The massive housecleaning comes as part of a settlement in a lawsuit accusing the search giant of illegal surveillance.
Details emerged in a court filing Monday, more than three months after Google and the attorneys handling the class-action case disclosed they had resolved a June 2020 lawsuit targeting Chrome’s privacy controls.
Allegations in the lawsuit accused Google of tracking Chrome users’ internet activity even when they had switched to the “Incognito” setting supposed to shield them from being shadowed by the Mountain View, California, company.
Google fought the lawsuit until
U.S. District Judge Yvonne Gonzalez Rogers rejected a request to dismiss the case last August, setting up a potential trial. The settlement was negotiated during the next four months, culminating in Monday’s disclosure of the terms, which Rogers must approve during a July 30 hearing in Oakland, California, federal court.

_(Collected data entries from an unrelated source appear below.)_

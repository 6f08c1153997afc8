//! Hotel-offers inventory API client
//!
//! This module fetches hotel offers from the upstream travel-inventory API
//! and parses its JSON envelope into our `HotelOffer` records. Prices arrive
//! as decimal strings and ratings as string digits; both are normalized
//! here. Attributes the upstream omits stay `None` rather than being
//! guessed.

use async_trait::async_trait;
use chrono::Utc;
use reqwest::Client;
use serde::Deserialize;
use thiserror::Error;

use crate::data::{HotelOffer, RoomType};
use crate::search::{OfferSource, RemoteParams};

/// Base URL for the hotel-offers endpoint
const INVENTORY_BASE_URL: &str = "https://test.api.amadeus.com/v3/shopping/hotel-offers";

/// Errors that can occur when fetching hotel offers
#[derive(Debug, Error)]
pub enum InventoryError {
    /// HTTP request failed
    #[error("HTTP request failed: {0}")]
    RequestFailed(#[from] reqwest::Error),

    /// Failed to parse JSON response
    #[error("Failed to parse JSON response: {0}")]
    ParseError(#[from] serde_json::Error),

    /// The upstream answered with a non-success status
    #[error("Upstream returned status {0}")]
    UpstreamStatus(u16),

    /// Price field could not be parsed as a decimal
    #[error("Invalid price in response: {0}")]
    InvalidPrice(String),

    /// The upstream returned no usable offers
    #[error("No data available for the requested search")]
    NoDataAvailable,
}

/// Client for fetching hotel offers from the inventory API
///
/// OAuth token exchange happens outside this client; it accepts an optional
/// pre-obtained bearer token.
#[derive(Debug, Clone)]
pub struct InventoryClient {
    client: Client,
    base_url: String,
    bearer_token: Option<String>,
}

impl InventoryClient {
    /// Creates a new client against the default endpoint
    pub fn new(bearer_token: Option<String>) -> Self {
        Self {
            client: Client::new(),
            base_url: INVENTORY_BASE_URL.to_string(),
            bearer_token,
        }
    }

    /// Overrides the endpoint base URL (tests, alternative deployments)
    pub fn with_base_url(mut self, base_url: impl Into<String>) -> Self {
        self.base_url = base_url.into();
        self
    }

    /// Fetches hotel offers for the given remote parameters
    ///
    /// # Arguments
    /// * `remote` - City code, date range, party size, and result limit
    ///
    /// # Returns
    /// * `Ok(Vec<HotelOffer>)` - the offers, in upstream order
    /// * `Err(InventoryError)` - if the request or parsing fails
    pub async fn fetch_offers(
        &self,
        remote: &RemoteParams,
    ) -> Result<Vec<HotelOffer>, InventoryError> {
        let mut request = self.client.get(&self.base_url).query(&[
            ("cityCode", remote.city_code.as_str()),
            ("checkInDate", &remote.check_in.to_string()),
            ("checkOutDate", &remote.check_out.to_string()),
            ("adults", &remote.adults.to_string()),
            ("pageLimit", &remote.limit.to_string()),
        ]);
        if let Some(ref token) = self.bearer_token {
            request = request.bearer_auth(token);
        }

        let response = request.send().await?;
        let status = response.status();
        if !status.is_success() {
            return Err(InventoryError::UpstreamStatus(status.as_u16()));
        }

        let text = response.text().await?;
        let api_response: ApiResponse = serde_json::from_str(&text)?;

        parse_response(api_response)
    }
}

#[async_trait]
impl OfferSource for InventoryClient {
    async fn fetch_offers(
        &self,
        remote: &RemoteParams,
    ) -> Result<Vec<HotelOffer>, InventoryError> {
        InventoryClient::fetch_offers(self, remote).await
    }
}

/// Maps the API envelope into `HotelOffer` records
///
/// One record per hotel, taken from its first listed offer. An empty
/// envelope is reported as `NoDataAvailable`.
fn parse_response(response: ApiResponse) -> Result<Vec<HotelOffer>, InventoryError> {
    if response.data.is_empty() {
        return Err(InventoryError::NoDataAvailable);
    }

    let fetched_at = Utc::now();
    let mut offers = Vec::with_capacity(response.data.len());

    for entry in response.data {
        let Some(first) = entry.offers.into_iter().next() else {
            // A hotel listed without offers carries nothing to show
            continue;
        };

        let price_total = first
            .price
            .total
            .parse::<f64>()
            .map_err(|_| InventoryError::InvalidPrice(first.price.total.clone()))?;

        let room_estimate = first.room.and_then(|r| r.type_estimated);
        let (room_type, beds, bedrooms, bathrooms) = match room_estimate {
            Some(est) => (
                est.category.as_deref().and_then(RoomType::from_str),
                est.beds,
                est.bedrooms,
                est.bathrooms,
            ),
            None => (None, None, None, None),
        };

        let (free_cancellation, refundable) = match first.policies {
            Some(policies) => (
                free_cancellation_from_policies(policies.cancellations.as_deref()),
                refundable_from_policies(policies.refundable.as_ref()),
            ),
            None => (None, None),
        };

        offers.push(HotelOffer {
            id: entry.hotel.hotel_id,
            name: entry.hotel.name,
            city_code: entry.hotel.city_code,
            price_total,
            currency: first.price.currency,
            star_rating: entry.hotel.rating.as_deref().and_then(|r| r.parse().ok()),
            room_type,
            beds,
            bedrooms,
            bathrooms,
            free_cancellation,
            refundable,
            latitude: entry.hotel.latitude,
            longitude: entry.hotel.longitude,
            fetched_at,
        });
    }

    if offers.is_empty() {
        return Err(InventoryError::NoDataAvailable);
    }

    Ok(offers)
}

/// Derives the free-cancellation attribute from the cancellation policy list
///
/// A policy entry with a zero fee means the stay can be cancelled for free.
/// No policy list at all means the attribute is unknown, never a guess.
fn free_cancellation_from_policies(cancellations: Option<&[ApiCancellation]>) -> Option<bool> {
    let cancellations = cancellations?;
    if cancellations.is_empty() {
        return None;
    }
    let free = cancellations.iter().any(|c| {
        c.amount
            .as_deref()
            .and_then(|a| a.parse::<f64>().ok())
            .is_some_and(|fee| fee == 0.0)
    });
    Some(free)
}

/// Derives the refundability attribute from the refund policy field
fn refundable_from_policies(refundable: Option<&ApiRefundPolicy>) -> Option<bool> {
    match refundable?.cancellation_refund.as_deref() {
        Some("REFUNDABLE_UP_TO_DEADLINE") => Some(true),
        Some("NON_REFUNDABLE") => Some(false),
        _ => None,
    }
}

/// Inventory API response envelope
#[derive(Debug, Deserialize)]
struct ApiResponse {
    data: Vec<ApiHotelEntry>,
}

/// One hotel with its offers
#[derive(Debug, Deserialize)]
struct ApiHotelEntry {
    hotel: ApiHotel,
    #[serde(default)]
    offers: Vec<ApiOffer>,
}

/// Hotel identity block
#[derive(Debug, Deserialize)]
#[serde(rename_all = "camelCase")]
struct ApiHotel {
    hotel_id: String,
    name: String,
    city_code: String,
    rating: Option<String>,
    latitude: Option<f64>,
    longitude: Option<f64>,
}

/// A single bookable offer for a hotel
#[derive(Debug, Deserialize)]
struct ApiOffer {
    price: ApiPrice,
    room: Option<ApiRoom>,
    policies: Option<ApiPolicies>,
}

/// Price block; totals arrive as decimal strings
#[derive(Debug, Deserialize)]
struct ApiPrice {
    total: String,
    currency: String,
}

/// Room block
#[derive(Debug, Deserialize)]
#[serde(rename_all = "camelCase")]
struct ApiRoom {
    type_estimated: Option<ApiRoomEstimate>,
}

/// Estimated room attributes; every field may be absent
#[derive(Debug, Deserialize)]
struct ApiRoomEstimate {
    category: Option<String>,
    beds: Option<u32>,
    bedrooms: Option<u32>,
    bathrooms: Option<u32>,
}

/// Policy block
#[derive(Debug, Deserialize)]
struct ApiPolicies {
    cancellations: Option<Vec<ApiCancellation>>,
    refundable: Option<ApiRefundPolicy>,
}

/// One cancellation policy entry
#[derive(Debug, Deserialize)]
struct ApiCancellation {
    amount: Option<String>,
}

/// Refund policy entry
#[derive(Debug, Deserialize)]
#[serde(rename_all = "camelCase")]
struct ApiRefundPolicy {
    cancellation_refund: Option<String>,
}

The settlement requires Google to expunge billions of personal records stored in its data centers and make more prominent privacy disclosures about Chrome’s Incognito option. It also imposes other controls designed to limit Google’s collection of personal information.
Consumers represented in the class-action lawsuit won’t receive any damages or any other payments in the settlement.
“We are pleased to settle this lawsuit, which we always believed was meritless,” Google said in a Monday statement. The company asserted it is only being required to “delete old personal technical data that was never associated with an individual and was never used for any form of personalization.”
In court papers, the attorneys representing Chrome users painted a different picture, depicting the settlement as a major victory for personal privacy.
The lawyers valued the settlement at $4.75 billion to $7.8 billion, based mainly on calculations of potential ad sales that the personal information collected through Chrome could have generated in the past and future without the new restrictions.
The settlement also doesn’t shield Google from more lawsuits on the same issues covered in the class-action case. That means individual consumers can still pursue damages against the company by filing their own civil complaints in state courts around the U.S.
Investors don’t appear too worried about the settlement terms affecting the digital ad sales that account for most of the over $300 billion in annual revenue pouring into Google’s corporate parent, Alphabet Inc. Shares rose 3 percent to close Monday at $155.49, giving the company a market value of $1.9 trillion.